Work order: Once the line containing "use folio_core::traits::IPolicyStore;" is found in the entries below, reproduce it and every line after it, stopping at and including the line containing "fn feedback_for_top(outcome: &RankOutcome, reward: f64)"; reproduce nothing else, and keep each line exact.

**** Extracted information

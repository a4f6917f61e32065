//! Learning behaviour of RlRanker over many feedback rounds.

use std::sync::{Arc, Mutex};

use chrono::{DateTime, Utc};
use folio_core::config::LearningConfig;
use folio_core::errors::FolioResult;
use folio_core::models::{PolicyState, QualityScore, VersionKey};
use folio_core::traits::IPolicyStore;
use folio_learning::{RankCandidate, RankFeedback, RankOutcome, RlRanker};

#[derive(Default)]
struct MemoryPolicyStore {
    saved: Mutex<Vec<PolicyState>>,
}

impl IPolicyStore for MemoryPolicyStore {
    fn save_policy(&self, state: &PolicyState) -> FolioResult<()> {
        self.saved.lock().unwrap().push(state.clone());
        Ok(())
    }

    fn load_policy(&self) -> FolioResult<Option<PolicyState>> {
        Ok(self.saved.lock().unwrap().last().cloned())
    }
}

fn make_config(seed: u64) -> LearningConfig {
    LearningConfig {
        seed: Some(seed),
        ..LearningConfig::default()
    }
}

/// Two candidates identical except for quality.
fn make_pair(now: DateTime<Utc>) -> Vec<RankCandidate> {
    vec![
        RankCandidate {
            key: VersionKey::new("good", 1),
            raw_similarity: 0.8,
            created_at: now,
            quality: Some(QualityScore::new(0.9)),
        },
        RankCandidate {
            key: VersionKey::new("poor", 1),
            raw_similarity: 0.8,
            created_at: now,
            quality: Some(QualityScore::new(0.1)),
        },
    ]
}

fn feedback_for_top(outcome: &RankOutcome, reward: f64) -> RankFeedback {
    let chosen = outcome.ranked[0].signals;
    let alternatives = outcome.ranked[1..].iter().map(|c| c.signals).collect();
    RankFeedback::new(chosen, alternatives, reward).unwrap()
}

#[test]
fn same_seed_reproduces_rankings_and_state() {
    let a = RlRanker::new(&make_config(42));
    let b = RlRanker::new(&make_config(42));
    let now = Utc::now();

    for round in 0..200 {
        let ra = a.rank_at(make_pair(now), now);
        let rb = b.rank_at(make_pair(now), now);
        assert_eq!(ra, rb, "diverged at round {round}");

        let reward = if ra.ranked[0].key.content_id == "good" { 1.0 } else { -0.5 };
        let sa = a.update(&feedback_for_top(&ra, reward));
        let sb = b.update(&feedback_for_top(&rb, reward));
        assert_eq!(sa.weights, sb.weights);
        assert_eq!(sa.exploration_rate, sb.exploration_rate);
        assert_eq!(sa.generation, sb.generation);
    }
}

#[test]
fn quality_weight_rises_monotonically_when_quality_is_rewarded() {
    let ranker = RlRanker::new(&make_config(7));
    let config = LearningConfig::default();
    let now = Utc::now();
    let mut previous = ranker.snapshot().weights.quality;

    for _ in 0..1_000 {
        let outcome = ranker.rank_at(make_pair(now), now);
        let reward = if outcome.ranked[0].key.content_id == "good" { 1.0 } else { -1.0 };
        let state = ranker.update(&feedback_for_top(&outcome, reward));
        assert!(
            state.weights.quality >= previous - 1e-12,
            "quality weight fell from {previous} to {}",
            state.weights.quality
        );
        previous = state.weights.quality;
    }

    let state = ranker.snapshot();
    assert!(state.weights.quality > config.initial_weights.quality);
    assert_eq!(state.exploration_rate, config.exploration_floor);
    assert_eq!(state.update_count, 1_000);

    let greedy = ranker.rank_at(make_pair(now), now);
    if !greedy.explored {
        assert_eq!(greedy.ranked[0].key.content_id, "good");
    }
}

#[test]
fn noisy_rewards_still_favour_quality_on_average() {
    let ranker = RlRanker::new(&make_config(99));
    let initial = ranker.snapshot().weights.quality;
    let mut rng = fastrand::Rng::with_seed(2024);
    let now = Utc::now();
    let mut tail = Vec::new();

    for round in 0..1_000 {
        let outcome = ranker.rank_at(make_pair(now), now);
        let top_is_good = outcome.ranked[0].key.content_id == "good";
        // 80% of the time the reward agrees with quality.
        let agrees = rng.f64() < 0.8;
        let reward = if top_is_good == agrees { 1.0 } else { -1.0 };
        let state = ranker.update(&feedback_for_top(&outcome, reward));
        if round >= 900 {
            tail.push(state.weights.quality);
        }
    }

    let mean = tail.iter().sum::<f64>() / tail.len() as f64;
    assert!(mean > initial, "mean quality weight {mean} <= initial {initial}");
}

#[test]
fn resumes_from_latest_checkpoint() {
    let store = Arc::new(MemoryPolicyStore::default());
    let config = LearningConfig {
        checkpoint_interval: 5,
        ..make_config(1)
    };
    let ranker = RlRanker::new(&config).with_store(store.clone()).unwrap();
    let now = Utc::now();

    for _ in 0..12 {
        let outcome = ranker.rank_at(make_pair(now), now);
        ranker.update(&feedback_for_top(&outcome, 1.0));
    }
    assert_eq!(store.saved.lock().unwrap().len(), 2);

    let resumed = RlRanker::new(&config).with_store(store.clone()).unwrap();
    let state = resumed.snapshot();
    assert_eq!(state.generation, 10);
    assert_eq!(state.update_count, 10);

    assert!(ranker.checkpoint().unwrap());
    let resumed = RlRanker::new(&config).with_store(store).unwrap();
    assert_eq!(resumed.snapshot().generation, 12);
}

#[test]
fn zero_interval_disables_automatic_checkpoints() {
    let store = Arc::new(MemoryPolicyStore::default());
    let config = LearningConfig {
        checkpoint_interval: 0,
        ..make_config(3)
    };
    let ranker = RlRanker::new(&config).with_store(store.clone()).unwrap();
    let now = Utc::now();
    for _ in 0..50 {
        let outcome = ranker.rank_at(make_pair(now), now);
        ranker.update(&feedback_for_top(&outcome, 1.0));
    }
    assert!(store.saved.lock().unwrap().is_empty());
}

********

Your solution:
use folio_core::traits::IPolicyStore;
use folio_learning::{RankCandidate, RankFeedback, RankOutcome, RlRanker};

#[derive(Default)]
struct MemoryPolicyStore {
    saved: Mutex<Vec<PolicyState>>,
}

impl IPolicyStore for MemoryPolicyStore {
    fn save_policy(&self, state: &PolicyState) -> FolioResult<()> {
        self.saved.lock().unwrap().push(state.clone());
        Ok(())
    }

    fn load_policy(&self) -> FolioResult<Option<PolicyState>> {
        Ok(self.saved.lock().unwrap().last().cloned())
    }
}

fn make_config(seed: u64) -> LearningConfig {
    LearningConfig {
        seed: Some(seed),
        ..LearningConfig::default()
    }
}

/// Two candidates identical except for quality.
fn make_pair(now: DateTime<Utc>) -> Vec<RankCandidate> {
    vec![
        RankCandidate {
            key: VersionKey::new("good", 1),
            raw_similarity: 0.8,
            created_at: now,
            quality: Some(QualityScore::new(0.9)),
        },
        RankCandidate {
            key: VersionKey::new("poor", 1),
            raw_similarity: 0.8,
            created_at: now,
            quality: Some(QualityScore::new(0.1)),
        },
    ]
}

fn feedback_for_top(outcome: &RankOutcome, reward: f64) -> RankFeedback {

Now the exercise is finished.